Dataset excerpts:

use std::time::Instant;

use crossterm::event::{
    Event, KeyCode, KeyEvent, KeyEventKind, KeyModifiers, MouseButton, MouseEventKind,
};

use super::app_state::{App, Focus};
use super::mouse_click::handle_click;
use crate::layout::region_at;
use crate::password::toggle_visibility;

impl App {
    /// Handle one terminal event
    pub fn handle_event(&mut self, event: Event, now: Instant) {
        match event {
            // Check that it's a key press event to avoid duplicates
            Event::Key(key) if key.kind == KeyEventKind::Press => {
                self.handle_key_event(key, now);
            }
            Event::Mouse(mouse) if mouse.kind == MouseEventKind::Down(MouseButton::Left) => {
                if self.alert.is_visible() {
                    return;
                }
                let region = region_at(&self.layout_regions, mouse.column, mouse.row);
                handle_click(self, region, now);
            }
            Event::Paste(text) => self.handle_paste_event(&text, now),
            _ => {}
        }
    }

    /// Handle key press events
    pub fn handle_key_event(&mut self, key: KeyEvent, now: Instant) {
        // A visible alert blocks everything until it is acknowledged
        if self.alert.is_visible() {
            if matches!(key.code, KeyCode::Enter | KeyCode::Esc) {
                self.alert.dismiss();
            }
            return;
        }

        if self.handle_global_keys(key) {
            return;
        }

        match self.focus {
            Focus::Ticker => {
                if self.input.handle_key(key) {
                    self.on_ticker_edited(now);
                }
            }
            Focus::Password => {
                if key.code == KeyCode::Char('t') && key.modifiers.contains(KeyModifiers::CONTROL) {
                    toggle_visibility(&mut self.password);
                    return;
                }
                self.password.handle_key(key);
            }
        }
    }

    /// Handle keys that work regardless of focus
    /// Returns true if key was handled, false otherwise
    fn handle_global_keys(&mut self, key: KeyEvent) -> bool {
        // Ctrl+C: Exit application without output
        if key.code == KeyCode::Char('c') && key.modifiers.contains(KeyModifiers::CONTROL) {
            self.should_quit = true;
            return true;
        }

        match key.code {
            // Esc closes the panel first, then quits
            KeyCode::Esc => {
                if self.autocomplete.is_visible() {
                    self.autocomplete.hide();
                } else {
                    self.should_quit = true;
                }
                true
            }
            KeyCode::Enter => {
                self.submit();
                true
            }
            KeyCode::Tab | KeyCode::BackTab => {
                self.cycle_focus();
                true
            }
            _ => false,
        }
    }

    /// Pasted text goes into the focused field as if typed
    pub fn handle_paste_event(&mut self, text: &str, now: Instant) {
        // Fields are single-line
        let text = text.replace(['\r', '\n'], " ");
        match self.focus {
            Focus::Ticker => {
                if self.input.textarea.insert_str(&text) {
                    self.on_ticker_edited(now);
                }
            }
            Focus::Password => {
                self.password.textarea.insert_str(&text);
            }
        }
    }
}

#[cfg(test)]
#[path = "app_events_tests.rs"]
mod app_events_tests;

• [Task to carry out]: What you need to do is retype all the entries exactly as written.

• [Solved problem]:
use std::time::Instant;

use crossterm::event::{
    Event, KeyCode, KeyEvent, KeyEventKind, KeyModifiers, MouseButton, MouseEventKind,
};

use super::app_state::{App, Focus};
use super::mouse_click::handle_click;
use crate::layout::region_at;
use crate::password::toggle_visibility;

impl App {
    /// Handle one terminal event
    pub fn handle_event(&mut self, event: Event, now: Instant) {
        match event {
            // Check that it's a key press event to avoid duplicates
            Event::Key(key) if key.kind == KeyEventKind::Press => {
                self.handle_key_event(key, now);
            }
            Event::Mouse(mouse) if mouse.kind == MouseEventKind::Down(MouseButton::Left) => {
                if self.alert.is_visible() {
                    return;
                }
                let region = region_at(&self.layout_regions, mouse.column, mouse.row);
                handle_click(self, region, now);
            }
            Event::Paste(text) => self.handle_paste_event(&text, now),
            _ => {}
        }
    }

    /// Handle key press events
    pub fn handle_key_event(&mut self, key: KeyEvent, now: Instant) {
        // A visible alert blocks everything until it is acknowledged
        if self.alert.is_visible() {
            if matches!(key.code, KeyCode::Enter | KeyCode::Esc) {
                self.alert.dismiss();
            }
            return;
        }

        if self.handle_global_keys(key) {
            return;
        }

        match self.focus {
            Focus::Ticker => {
                if self.input.handle_key(key) {
                    self.on_ticker_edited(now);
                }
            }
            Focus::Password => {
                if key.code == KeyCode::Char('t') && key.modifiers.contains(KeyModifiers::CONTROL) {
                    toggle_visibility(&mut self.password);
                    return;
                }
                self.password.handle_key(key);
            }
        }
    }

    /// Handle keys that work regardless of focus
    /// Returns true if key was handled, false otherwise
    fn handle_global_keys(&mut self, key: KeyEvent) -> bool {
        // Ctrl+C: Exit application without output
        if key.code == KeyCode::Char('c') && key.modifiers.contains(KeyModifiers::CONTROL) {
            self.should_quit = true;
            return true;
        }

        match key.code {
            // Esc closes the panel first, then quits
            KeyCode::Esc => {
                if self.autocomplete.is_visible() {
                    self.autocomplete.hide();
                } else {
                    self.should_quit = true;
                }
                true
            }
            KeyCode::Enter => {
                self.submit();
                true
            }
            KeyCode::Tab | KeyCode::BackTab => {
                self.cycle_focus();
                true
            }
            _ => false,
        }
    }

    /// Pasted text goes into the focused field as if typed
    pub fn handle_paste_event(&mut self, text: &str, now: Instant) {
        // Fields are single-line
        let text = text.replace(['\r', '\n'], " ");
        match self.focus {
            Focus::Ticker => {
                if self.input.textarea.insert_str(&text) {
                    self.on_ticker_edited(now);
                }
            }
            Focus::Password => {
                self.password.textarea.insert_str(&text);
            }
        }
    }
}

#[cfg(test)]
#[path = "app_events_tests.rs"]
mod app_events_tests;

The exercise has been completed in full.